Everyone knows that Senator Hutchison is running for Governor of Texas – and challenging sitting Republican Governor Rick Perry in the process. But no one knows whether Senator Hutchison will actually step down from her Senate seat if she loses to Governor Perry.
Oh sure, she claims she will step down after the primary regardless of the result. But no one in Texas politics is willing to bet on it – and for good reason.
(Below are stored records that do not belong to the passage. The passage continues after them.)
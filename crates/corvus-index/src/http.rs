// SPDX-FileCopyrightText: 2026 Corvus Contributors
// SPDX-License-Identifier: MIT OR Apache-2.0

//! HTTP ingestion surface for the index service.
//!
//! `POST /api/v1/index` takes a multipart upload (file + id + title +
//! source_uri), stores the blob, and indexes by reference.
//! `POST /api/v1/index/json` is the legacy inline-content endpoint.

use std::collections::HashMap;
use std::sync::Arc;

use axum::extract::{DefaultBodyLimit, Multipart, State};
use axum::http::StatusCode;
use axum::response::{IntoResponse, Response};
use axum::routing::post;
use axum::{Json, Router};
use serde::{Deserialize, Serialize};
use tracing::{error, info};

use corvus_core::{CorvusError, Document};

use crate::pipeline::Pipeline;
use crate::storage::FsStore;

/// 100 MB upload ceiling, matching the original ingestion limit.
const MAX_UPLOAD_BYTES: usize = 100 * 1024 * 1024;

/// Shared state for the ingestion routes.
#[derive(Clone)]
pub struct IndexState {
    pub pipeline: Arc<Pipeline>,
    pub storage: Arc<FsStore>,
}

/// Legacy inline-content request body.
#[derive(Debug, Deserialize)]
pub struct IndexJsonRequest {
    pub id: String,
    #[serde(default)]
    pub title: String,
    pub content: String,
    #[serde(default)]
    pub source_uri: String,
    #[serde(default)]
    pub metadata: HashMap<String, String>,
}

/// Reply for a successful multipart ingestion.
#[derive(Debug, Serialize)]
pub struct IndexAcceptedResponse {
    pub status: String,
    pub id: String,
    pub file_path: String,
}

#[derive(Debug, Serialize)]
struct ErrorResponse {
    error: String,
}

/// Builds the ingestion router.
pub fn router(state: IndexState) -> Router {
    Router::new()
        .route("/api/v1/index", post(index_file))
        .route("/api/v1/index/json", post(index_json))
        .layer(DefaultBodyLimit::max(MAX_UPLOAD_BYTES))
        .with_state(state)
}

/// Serves the ingestion API until the listener fails.
pub async fn serve(addr: &str, state: IndexState) -> Result<(), CorvusError> {
    let listener = tokio::net::TcpListener::bind(addr)
        .await
        .map_err(|e| CorvusError::bus(format!("failed to bind index API to {addr}"), e))?;
    info!(addr, "index API listening");

    axum::serve(listener, router(state))
        .await
        .map_err(|e| CorvusError::bus("index API server error", e))
}

async fn index_file(State(state): State<IndexState>, mut multipart: Multipart) -> Response {
    let mut document_id = String::new();
    let mut title = String::new();
    let mut source_uri = String::new();
    let mut file_bytes: Option<Vec<u8>> = None;
    let mut original_filename = String::new();

    loop {
        let field = match multipart.next_field().await {
            Ok(Some(field)) => field,
            Ok(None) => break,
            Err(e) => return bad_request(format!("malformed multipart body: {e}")),
        };

        match field.name().unwrap_or("") {
            "id" => document_id = field.text().await.unwrap_or_default(),
            "title" => title = field.text().await.unwrap_or_default(),
            "source_uri" => source_uri = field.text().await.unwrap_or_default(),
            "file" => {
                original_filename = field.file_name().unwrap_or("").to_string();
                match field.bytes().await {
                    Ok(bytes) => file_bytes = Some(bytes.to_vec()),
                    Err(e) => return bad_request(format!("failed to read file field: {e}")),
                }
            }
            _ => {}
        }
    }

    if document_id.is_empty() {
        return bad_request("id is required".to_string());
    }
    let Some(file_bytes) = file_bytes else {
        return bad_request("file is required".to_string());
    };

    let mut metadata = HashMap::new();
    metadata.insert("original_filename".to_string(), original_filename);
    metadata.insert("size".to_string(), file_bytes.len().to_string());

    let file_path = match state.storage.save(&document_id, &file_bytes).await {
        Ok(path) => path,
        Err(e) => {
            error!(error = %e, "failed to save upload");
            return internal_error(&e);
        }
    };

    let doc = Document {
        id: document_id.clone(),
        title,
        content: String::new(),
        file_path: file_path.clone(),
        source_uri,
        metadata,
    };

    if let Err(e) = state.pipeline.index(&doc).await {
        error!(document_id = %doc.id, error = %e, "indexing failed");
        return internal_error(&e);
    }

    (
        StatusCode::OK,
        Json(IndexAcceptedResponse {
            status: "accepted".to_string(),
            id: document_id,
            file_path,
        }),
    )
        .into_response()
}

async fn index_json(
    State(state): State<IndexState>,
    Json(req): Json<IndexJsonRequest>,
) -> Response {
    if req.id.is_empty() || req.content.is_empty() {
        return bad_request("id and content are required".to_string());
    }

    let doc = Document {
        id: req.id,
        title: req.title,
        content: req.content,
        file_path: String::new(),
        source_uri: req.source_uri,
        metadata: req.metadata,
    };

    if let Err(e) = state.pipeline.index(&doc).await {
        error!(document_id = %doc.id, error = %e, "indexing failed");
        return internal_error(&e);
    }

    StatusCode::ACCEPTED.into_response()
}

fn bad_request(message: String) -> Response {
    (StatusCode::BAD_REQUEST, Json(ErrorResponse { error: message })).into_response()
}

fn internal_error(err: &CorvusError) -> Response {
    (
        StatusCode::INTERNAL_SERVER_ERROR,
        Json(ErrorResponse {
            error: err.code().to_string(),
        }),
    )
        .into_response()
}

#[cfg(test)]
mod tests {
    use super::*;
    use axum::body::Body;
    use axum::http::Request;
    use corvus_test_utils::{MockEmbedder, RecordingVectorStore};
    use tempfile::TempDir;
    use tower::ServiceExt;

    use crate::chunker::ChunkerConfig;

    async fn test_state(
        chunk_size: usize,
        overlap: usize,
    ) -> (IndexState, Arc<RecordingVectorStore>, TempDir) {
        let dir = TempDir::new().unwrap();
        let storage = Arc::new(FsStore::new(dir.path()).await.unwrap());
        let vectors = RecordingVectorStore::new();
        let pipeline = Arc::new(Pipeline::new(
            ChunkerConfig {
                chunk_size,
                chunk_overlap: overlap,
                max_chunks: 0,
            },
            MockEmbedder::returning(vec![1.0, 0.0, 0.0]),
            vectors.clone(),
            storage.clone(),
        ));
        (
            IndexState { pipeline, storage },
            vectors,
            dir,
        )
    }

    fn multipart_body(boundary: &str, id: &str, content: &str) -> String {
        format!(
            "--{boundary}\r\n\
             Content-Disposition: form-data; name=\"id\"\r\n\r\n\
             {id}\r\n\
             --{boundary}\r\n\
             Content-Disposition: form-data; name=\"title\"\r\n\r\n\
             Test Title\r\n\
             --{boundary}\r\n\
             Content-Disposition: form-data; name=\"file\"; filename=\"doc.txt\"\r\n\
             Content-Type: text/plain\r\n\r\n\
             {content}\r\n\
             --{boundary}--\r\n"
        )
    }

    #[tokio::test]
    async fn multipart_upload_stores_blob_and_indexes() {
        let (state, vectors, dir) = test_state(25, 5).await;
        let app = router(state);

        let boundary = "XTESTBOUNDARY";
        let body = multipart_body(boundary, "doc-42", "This is a test document. It has two parts.");
        let response = app
            .oneshot(
                Request::builder()
                    .method("POST")
                    .uri("/api/v1/index")
                    .header(
                        "content-type",
                        format!("multipart/form-data; boundary={boundary}"),
                    )
                    .body(Body::from(body))
                    .unwrap(),
            )
            .await
            .unwrap();

        assert_eq!(response.status(), StatusCode::OK);
        let bytes = axum::body::to_bytes(response.into_body(), usize::MAX)
            .await
            .unwrap();
        let reply: serde_json::Value = serde_json::from_slice(&bytes).unwrap();
        assert_eq!(reply["status"], "accepted");
        assert_eq!(reply["id"], "doc-42");
        let file_path = reply["file_path"].as_str().unwrap();
        assert!(file_path.starts_with("do/doc-42_"));

        // The blob landed on disk with the exact content.
        let on_disk = std::fs::read(dir.path().join(file_path)).unwrap();
        assert_eq!(on_disk, b"This is a test document. It has two parts.");

        // A single upsert with >= 2 ordered points of dimension 3.
        let batches = vectors.upserted_batches().await;
        assert_eq!(batches.len(), 1);
        let points = &batches[0];
        assert!(points.len() >= 2);
        for (i, point) in points.iter().enumerate() {
            assert_eq!(point.vector.len(), 3);
            assert_eq!(point.payload["document_id"], serde_json::json!("doc-42"));
            assert_eq!(point.payload["ordinal"], serde_json::json!(i));
        }
    }

    #[tokio::test]
    async fn multipart_without_id_is_rejected() {
        let (state, _, _dir) = test_state(25, 5).await;
        let app = router(state);

        let boundary = "XTESTBOUNDARY";
        let body = format!(
            "--{boundary}\r\n\
             Content-Disposition: form-data; name=\"file\"; filename=\"doc.txt\"\r\n\r\n\
             content\r\n\
             --{boundary}--\r\n"
        );
        let response = app
            .oneshot(
                Request::builder()
                    .method("POST")
                    .uri("/api/v1/index")
                    .header(
                        "content-type",
                        format!("multipart/form-data; boundary={boundary}"),
                    )
                    .body(Body::from(body))
                    .unwrap(),
            )
            .await
            .unwrap();
        assert_eq!(response.status(), StatusCode::BAD_REQUEST);
    }

    #[tokio::test]
    async fn json_endpoint_indexes_inline_content() {
        let (state, vectors, _dir) = test_state(100, 0).await;
        let app = router(state);

        let response = app
            .oneshot(
                Request::builder()
                    .method("POST")
                    .uri("/api/v1/index/json")
                    .header("content-type", "application/json")
                    .body(Body::from(
                        r#"{"id": "doc-legacy", "content": "inline legacy content"}"#,
                    ))
                    .unwrap(),
            )
            .await
            .unwrap();

        assert_eq!(response.status(), StatusCode::ACCEPTED);
        let batches = vectors.upserted_batches().await;
        assert_eq!(batches.len(), 1);
        assert_eq!(
            batches[0][0].payload["document_id"],
            serde_json::json!("doc-legacy")
        );
    }

    #[tokio::test]
    async fn json_endpoint_requires_id_and_content() {
        let (state, _, _dir) = test_state(100, 0).await;
        let app = router(state);

        let response = app
            .oneshot(
                Request::builder()
                    .method("POST")
                    .uri("/api/v1/index/json")
                    .header("content-type", "application/json")
                    .body(Body::from(r#"{"id": "", "content": ""}"#))
                    .unwrap(),
            )
            .await
            .unwrap();
        assert_eq!(response.status(), StatusCode::BAD_REQUEST);
    }

    #[tokio::test]
    async fn pipeline_failure_maps_to_internal_error() {
        let (state, vectors, _dir) = test_state(100, 0).await;
        vectors.fail_upserts();
        let app = router(state);

        let response = app
            .oneshot(
                Request::builder()
                    .method("POST")
                    .uri("/api/v1/index/json")
                    .header("content-type", "application/json")
                    .body(Body::from(r#"{"id": "doc-x", "content": "some text"}"#))
                    .unwrap(),
            )
            .await
            .unwrap();

        assert_eq!(response.status(), StatusCode::INTERNAL_SERVER_ERROR);
        let bytes = axum::body::to_bytes(response.into_body(), usize::MAX)
            .await
            .unwrap();
        let reply: serde_json::Value = serde_json::from_slice(&bytes).unwrap();
        assert_eq!(reply["error"], "upsert_error");
    }
}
Earlier this year, she was adamant that she would step down in the fall of 2009 to run for Governor, only to decide she needed to stick around to “fight Obamacare” and otherwise represent Texas.
Of course, that may be a difficult schedule to maintain, as was evident in this WFAA news story regarding her back-and-forth travel and somewhat unsuccessful efforts at taking on both just now, as well as a missed vote against a terrible Obama judicial nominee in November.
The Senior Senator from Texas has never been one to give up something she holds in order to get something she wants. Back in 2007, when she was the #4 Senate Republican, and the #2 Senator Lott retired, she could have moved up the chain – but didn’t want to give up her guaranteed spot to run for the #3 spot. That’s not “how she rolls,” as they say.
This, of course, leaves Republican candidates set up like a bunch of dominos sitting on their edge, holding their breath… and risks, should she lose and not step down, leaving great candidates like Michael Williams and Ted Cruz on the outside looking in. Is that good for Texas? Is that good for the Republican Party? Or, should the question really be, “is it good for Kay?”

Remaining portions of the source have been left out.